Présentation de l'éditeur :
Lundi 2 octobre 2006, au matin. Bernard Arnaud, président de Louis
Vuitton Moët Hennessy (LVMH), convoque toute la presse française et
internationale avenue Montaigne, à Paris. En présence de ses
partenaires publics, représentés par le ministre français de la Culture
et le maire de Paris, Monsieur Arnaud annonce que Frank Gehry bâtira,
sur une parcelle du Jardin d’acclimatation, un édifice qui accueillera
la nouvelle Fondation Louis Vuitton. “Un rêve” s’exclame le maître
d’ouvrage. “Un nuage tout en verre”, corrige l’architecte en regrettant
publiquement qu’il ne puisse pas “bâtir ses croquis”. Le rêve nuageux,
censé séduire et provoquer la curiosité, coûtera 100 millions d’euros.
Il
y quarante ans Guy Debord écrivait : “Quand les pseudo-fêtes
vulgarisées, parodies du dialogue et du don, incitent à un surplus de
dépense économique, elles ne ramènent que la déception toujours
compensée par la promesse d’une déception nouvelle.

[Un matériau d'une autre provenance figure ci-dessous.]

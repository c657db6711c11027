use std::sync::Arc;
use crate::catalog::factory::create_catalog_service;
use crate::circulation::domain::CirculationService;
use crate::circulation::domain::service::CirculationDesk;
use crate::core::controller::AppState;
use crate::core::domain::Configuration;
use crate::core::repository::RepositoryStore;
use crate::gateway::events::HoldEventPublisher;
use crate::gateway::factory::create_publisher;
use crate::holds::factory::create_hold_repository;
use crate::holds::repository::HoldRepository;
use crate::items::factory::create_item_repository;
use crate::items::repository::ItemRepository;

// The desk subscribes to the publisher it hands its own events to; that
// subscription is what closes the hold -> item consistency loop.
pub(crate) async fn wire_circulation_service(config: &Configuration,
                                             item_repository: Arc<dyn ItemRepository>,
                                             hold_repository: Arc<dyn HoldRepository>,
                                             publisher: Arc<dyn HoldEventPublisher>) -> Arc<dyn CirculationService> {
    let desk = Arc::new(CirculationDesk::new(config, item_repository, hold_repository, publisher.clone()));
    publisher.subscribe(desk.clone()).await;
    desk
}

pub(crate) async fn create_circulation_service(config: &Configuration,
                                               store: RepositoryStore) -> Arc<dyn CirculationService> {
    let item_repository = create_item_repository(store).await;
    let hold_repository = create_hold_repository(store).await;
    let publisher = create_publisher(store.gateway_publisher()).await;
    wire_circulation_service(config, item_repository, hold_repository, publisher).await
}

pub(crate) async fn create_app_state(branch: &str, store: RepositoryStore) -> AppState {
    let config = Configuration::new(branch);
    let item_repository = create_item_repository(store).await;
    let hold_repository = create_hold_repository(store).await;
    let publisher = create_publisher(store.gateway_publisher()).await;
    let catalog_service = create_catalog_service(&config, item_repository.clone()).await;
    let circulation_service = wire_circulation_service(
        &config, item_repository, hold_repository, publisher).await;
    AppState::new(&config, catalog_service, circulation_service)
}
use std::sync::Arc;
use crate::core::repository::RepositoryStore;
use crate::holds::repository::HoldRepository;
use crate::holds::repository::memory_hold_repository::MemoryHoldRepository;

pub(crate) async fn create_hold_repository(store: RepositoryStore) -> Arc<dyn HoldRepository> {
    match store {
        RepositoryStore::InMemory => {
            Arc::new(MemoryHoldRepository::new())
        }
    }
}
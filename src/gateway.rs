pub mod events;
pub mod factory;
pub mod in_process;

#[derive(Debug, PartialEq)]
pub(crate) enum GatewayPublisherVia {
    InProcess,
}

#[cfg(test)]
mod tests {
    use crate::gateway::GatewayPublisherVia;

    #[tokio::test]
    async fn test_should_create_in_process_via() {
        let _ = GatewayPublisherVia::InProcess;
    }
}
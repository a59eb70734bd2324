//! Redis Store Module
//!
//! [`KvStore`] backed by Redis through a bounded [`Pool`] of connections.

use async_trait::async_trait;
use redis::aio::MultiplexedConnection;
use redis::{AsyncCommands, RedisError};
use tracing::warn;

use super::{Connector, KvStore, Lookup, Pool, PoolConfig, PoolStatus, PooledConnection};
use super::{StoreError, StoreResult};
use crate::config::Config;

// == Redis Connector ==
/// Dials Redis connections for the pool.
pub struct RedisConnector {
    client: redis::Client,
    target: String,
}

impl RedisConnector {
    /// Creates a connector for `address`, either `host:port` or a `redis://` URL.
    ///
    /// Only validates the address; nothing is dialed here.
    pub fn new(address: &str) -> StoreResult<Self> {
        let url = redis_url(address);
        let client = redis::Client::open(url.as_str()).map_err(|e| {
            StoreError::Unavailable(format!("invalid store address {}: {}", address, e))
        })?;

        Ok(Self {
            client,
            target: address.to_string(),
        })
    }
}

#[async_trait]
impl Connector for RedisConnector {
    type Connection = MultiplexedConnection;

    async fn connect(&self) -> StoreResult<MultiplexedConnection> {
        self.client
            .get_multiplexed_async_connection()
            .await
            .map_err(|e| StoreError::Unavailable(format!("failed to dial {}: {}", self.target, e)))
    }

    fn target(&self) -> &str {
        &self.target
    }
}

// == Redis Store ==
/// Digest → message store living in Redis.
pub struct RedisStore {
    pool: Pool<RedisConnector>,
}

impl RedisStore {
    /// Creates a store for `address` with the given pool limits.
    pub fn new(address: &str, config: PoolConfig) -> StoreResult<Self> {
        Ok(Self {
            pool: Pool::new(RedisConnector::new(address)?, config),
        })
    }

    /// Creates a store from server configuration.
    pub fn from_config(config: &Config) -> StoreResult<Self> {
        Self::new(&config.redis_server_address, config.pool_config())
    }
}

#[async_trait]
impl KvStore for RedisStore {
    async fn get(&self, key: &str) -> StoreResult<Lookup> {
        let mut conn = self.pool.acquire().await?;
        let reply: redis::RedisResult<Option<String>> = conn.get(key).await;

        match reply {
            Ok(Some(value)) => Ok(Lookup::Found(value)),
            Ok(None) => Ok(Lookup::Absent),
            Err(err) => Err(command_failed(&mut conn, "GET", err)),
        }
    }

    async fn set(&self, key: &str, value: &str) -> StoreResult<()> {
        let mut conn = self.pool.acquire().await?;
        let reply: redis::RedisResult<()> = conn.set(key, value).await;

        reply.map_err(|err| command_failed(&mut conn, "SET", err))
    }

    async fn ping(&self) -> StoreResult<()> {
        let mut conn = self.pool.acquire().await?;
        let reply: redis::RedisResult<String> = redis::cmd("PING").query_async(&mut *conn).await;

        reply
            .map(|_| ())
            .map_err(|err| command_failed(&mut conn, "PING", err))
    }

    fn pool_status(&self) -> Option<PoolStatus> {
        Some(self.pool.status())
    }
}

/// Classifies a command error, dropping the connection if it is no longer usable.
fn command_failed(
    conn: &mut PooledConnection<'_, RedisConnector>,
    command: &str,
    err: RedisError,
) -> StoreError {
    if err.is_io_error() || err.is_connection_dropped() || err.is_timeout() {
        warn!(command, error = %err, "Discarding broken store connection");
        conn.discard();
    }
    StoreError::Command(format!("{} failed: {}", command, err))
}

/// Normalizes a bare `host:port` into a `redis://` URL.
fn redis_url(address: &str) -> String {
    if address.contains("://") {
        address.to_string()
    } else {
        format!("redis://{}", address)
    }
}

Le temps de la
survie moderne doit, dans le spectacle, se vanter d’autant plus
hautement que sa valeur d’usage s’est réduite.”
Une fois
édifiés, tous les rêves et les nuages se calcifient. Et lorsque
l’attention du public est lassée, ces bâtisses passent à l’arrière-plan
où elles devront affronter changements d’usage et opérations de
reconversion.
Aucune des œuvres présentées dans ce numéro n’a
coûté 100 millions d’euros. Même pas une fraction de cette somme
faramineuse. Prometteuses de l’intensité et de présence, elles se
veulent fugitives, évanescentes, passagères ou temporaires. Elles
assument, jusqu’au bout, la logique de notre temps. Elles sont
spectaculaires, mais n’occupent leurs terrains que sur une courte
durée. Elles sont, selon une formule de l’agence Kühn Malvezzi, des
“monuments momentanés”. Architectures du désir, elles ont su remporter
une adhésion spontanée et il est fort probable qu’elles se gravent
durablement dans la mémoire collective.